Criteria for Trauma II

Physiologic Criteria:

  • GCS 12 – 13 (does not include reported brief LOC on scene)

Anatomic Criteria:

  • Chest with instability or deformity (flail chest)
  • Two or more long bone fractures
  • Amputation proximal to wrist or ankle
  • Pelvic fracture

Mechanism of Injury:

  • Falls > 10 feet
  • Fall age >55 regardless of height if on anticoagulants
  • High Risk Auto Crash
  • Ejection (partial or complete)
  • Death at the scene
  • Intrusion: > 12in occupant site; 18in any site
  • Auto vs Pedestrian/bicycle thrown/run over/or with significant impact (> 20mph)

Clinical Parameters:

  • Burns
  • End stage renal disease requiring dialysis
  • Time sensitive injuries
  • Pregnancy > 20 weeks

Trauma III

This level requires an Emergency Medicine Team Response Only and is intended as a guideline for patients with significant mechanisms of trauma believed to have the potential to cause major injury but without overt signs or symptoms of serious injury.

Criteria for Level III

Physiologic Parameters:

  • Older adults
  • 55 years of age and one or more of the below mechanisms of injury
  • SBP < 110 if greater than 65 years of age
  • Pregnancy < 20 weeks

Anatomic Criteria:

  • Penetrating Injuries to the extremities distal to the elbow or knee

Mechanism of Injury:

  • Adult falls <10 feet, elderly ground level fall not on anticoagulants
  • MVC directed to the trauma center by medical control or medic decision for MOI only
  • Auto vs pedestrian/bicyclist with impact from < 20 mph
  • Low speed Motor Cycle Crash< 20mph

Trauma Response Policy Personnel Grid

Personnel

/ Trauma
I / Trauma
II / Trauma
III
Trauma Attending / X** / X**
Emergency Medicine Attending / X / X / X
Surgical Resident (PGY-4 or PGY-5) / X / X
Senior Emergency Medicine Resident (on TTL day) / X / X / X
Emergency Medicine Resident / X / X / X
Surgical Resident (below PGY 4)_ / X / X
ED Nurse / X / X / X
Respiratory Therapist / X / X
Radiology Tech / X / X / X
OR nurse / X
Anesthesia / X

** Evaluation and treatment may be started by a team lead by a senior general surgicalresident who is a member of AUMC’s surgical residency program.
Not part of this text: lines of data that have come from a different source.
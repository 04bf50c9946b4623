//! The compiled parameter object for the files.list endpoint.

use serde::{Deserialize, Serialize};

/// Flat parameter set for a "list files" request.
///
/// Produced by [`DriveQuery::compile`](crate::query::DriveQuery::compile).
/// Wire names follow the provider contract verbatim (`fileId`, `pageSize`,
/// `pageToken`, `orderBy`); unset parameters are omitted from serialized
/// output entirely so the transport never sends empty values.
#[derive(Debug, Clone, Default, PartialEq, Eq, Serialize, Deserialize)]
#[serde(rename_all = "camelCase")]
pub struct ListFilesParams {
    /// Filter expression in the provider query grammar.
    #[serde(skip_serializing_if = "Option::is_none")]
    pub q: Option<String>,

    /// Search scope, `domain` or `user`.
    #[serde(skip_serializing_if = "Option::is_none")]
    pub corpus: Option<String>,

    /// Comma-joined response field paths.
    #[serde(skip_serializing_if = "Option::is_none")]
    pub fields: Option<String>,

    /// Target file ID.
    #[serde(skip_serializing_if = "Option::is_none")]
    pub file_id: Option<String>,

    /// Page size.
    #[serde(skip_serializing_if = "Option::is_none")]
    pub page_size: Option<i32>,

    /// Pagination cursor from a previous response.
    #[serde(skip_serializing_if = "Option::is_none")]
    pub page_token: Option<String>,

    /// Comma-joined sort keys, each optionally suffixed with ` desc`.
    #[serde(skip_serializing_if = "Option::is_none")]
    pub order_by: Option<String>,

    /// Comma-joined storage spaces to search.
    #[serde(skip_serializing_if = "Option::is_none")]
    pub spaces: Option<String>,
}

impl ListFilesParams {
    /// Returns true when no parameter is set.
    pub fn is_empty(&self) -> bool {
        *self == Self::default()
    }

    /// Encodes the set parameters as an `application/x-www-form-urlencoded`
    /// string, ready to append to the request path.
    ///
    /// Unset parameters do not appear in the output.
    pub fn to_query_string(&self) -> Result<String, serde_urlencoded::ser::Error> {
        serde_urlencoded::to_string(self)
    }
}

#[cfg(test)]
mod tests {
    use super::*;

    #[test]
    fn test_default_is_empty() {
        assert!(ListFilesParams::default().is_empty());
    }

    #[test]
    fn test_unset_parameters_omitted_from_json() {
        let json = serde_json::to_value(ListFilesParams::default()).unwrap();
        assert_eq!(json, serde_json::json!({}));
    }

    #[test]
    fn test_wire_names_are_camel_case() {
        let params = ListFilesParams {
            file_id: Some("abc".to_string()),
            page_size: Some(50),
            page_token: Some("tok".to_string()),
            order_by: Some("name desc".to_string()),
            ..Default::default()
        };
        let json = serde_json::to_value(&params).unwrap();
        assert_eq!(
            json,
            serde_json::json!({
                "fileId": "abc",
                "pageSize": 50,
                "pageToken": "tok",
                "orderBy": "name desc",
            })
        );
    }

    #[test]
    fn test_query_string_encoding() {
        let params = ListFilesParams {
            q: Some("name=\"Report\"".to_string()),
            page_size: Some(10),
            ..Default::default()
        };
        assert_eq!(
            params.to_query_string().unwrap(),
            "q=name%3D%22Report%22&pageSize=10"
        );
    }

    #[test]
    fn test_query_string_empty_when_nothing_set() {
        assert_eq!(ListFilesParams::default().to_query_string().unwrap(), "");
    }
}
use std::sync::Arc;

use voxnote::lexicon::Classification;
use voxnote::list::ListSplitter;

#[test]
fn test_commas_and_et() {
    let splitter = ListSplitter::default();
    let items = splitter.split_normalized("carottes, pommes et tomates");
    assert_eq!(items, vec!["carottes", "pommes", "tomates"]);
}

#[test]
fn test_adjectives_do_not_split() {
    let splitter = ListSplitter::default();
    let items = splitter.split_normalized("des jolies petites carottes orange");
    assert_eq!(items.len(), 1, "Adjective run must stay a single item: {:?}", items);
    assert_eq!(items[0], "des jolies petites carottes orange");
}

#[test]
fn test_et_splits_only_between_nouns() {
    let splitter = ListSplitter::default();
    let items = splitter.split_normalized("sel et poivre");
    assert_eq!(items, vec!["sel", "poivre"], "two nouns split");

    let items = splitter.split_normalized("petit et rond");
    assert_eq!(items, vec!["petit et rond"], "no noun, no split");
}

#[test]
fn test_determiner_led_parts_split() {
    let splitter = ListSplitter::default();
    let items = splitter.split_normalized("du lait et du pain");
    assert_eq!(items, vec!["du lait", "du pain"]);
}

#[test]
fn test_repeated_articles_split() {
    let splitter = ListSplitter::default();
    let items = splitter.split_normalized("du beurre de la farine des oeufs");
    assert_eq!(items, vec!["du beurre", "de la farine", "des oeufs"]);
}

#[test]
fn test_numeric_quantifiers_split() {
    let splitter = ListSplitter::default();
    let items = splitter.split_normalized("3 tomates 4 concombres 2 poireaux");
    assert_eq!(items, vec!["3 tomates", "4 concombres", "2 poireaux"]);
}

#[test]
fn test_destination_is_stripped() {
    let splitter = ListSplitter::default();
    let items = splitter.split_normalized("du lait dans la liste de courses");
    assert_eq!(items, vec!["du lait"]);

    let items = splitter.split_normalized("sur ma liste");
    assert!(items.is_empty(), "Destination alone yields nothing: {:?}", items);
}

#[test]
fn test_raw_flow_keeps_case() {
    let splitter = ListSplitter::default();
    let items = splitter.split_raw("Lait, Œufs");
    assert_eq!(items, vec!["Lait", "Œufs"]);
}

#[test]
fn test_all_candidates_normalizes() {
    let splitter = ListSplitter::default();
    let items = splitter.split_all_candidates("  Pâtes, Crème fraîche ");
    assert_eq!(items, vec!["pates", "creme fraiche"]);
    assert!(splitter.split_all_candidates("   ").is_empty());
}

/// Treats every word as a noun.
struct EverythingIsANoun;

impl Classification for EverythingIsANoun {
    fn is_determiner(&self, _normalized: &str) -> bool {
        false
    }
    fn is_likely_adj(&self, _normalized: &str) -> bool {
        false
    }
    fn is_likely_noun(&self, _normalized: &str) -> bool {
        true
    }
}

#[test]
fn test_custom_classification_is_used() {
    let splitter = ListSplitter::new(Arc::new(EverythingIsANoun));
    let items = splitter.split_normalized("petit et rond");
    assert_eq!(items, vec!["petit", "rond"], "Injected classifier should drive the et rule");
}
The trauma attending is required to be present within 15 minutes of patient arrival for the highest level of activation. Phone consultation is acceptable for Level II however admitted patients must be seen by an attending within 15 hours of arrival.

Escalation and De-escalation of response team members:

A secondary triage will take place upon arrival to the Trauma Resuscitation Bay, adjustments made to the response team will be made as needed based on patient’s clinical condition.

As appropriate a de-escalation of response resources will be called for patients presented as Level II trauma activations who meet the following criteria:

  • Very low or no potential for admission
  • Anticipation of discharged from the Emergency Department
  • Have no indication for surgical intervention at time of assessment

The determination of de-escalation must be made by an attending physician. Clear documentation in the EMR of the time of de-escalation and the attending faculty who is assuming responsibility for the patient is required. A page will be sent indicating the re-triage and new level of response activation for the patient. If known the patient location will also be included.

As appropriate an escalation of response resources will be called for patients who present as a Level II or III trauma who meet the following criteria:

  • Physiologic parameters have changed to Level 1 criteria
  • Indication for likelihood of immediate necessity for surgical intervention

The determination of escalation must be made by an attending physician. Clear documentation of reason for escalation and time of escalation is required.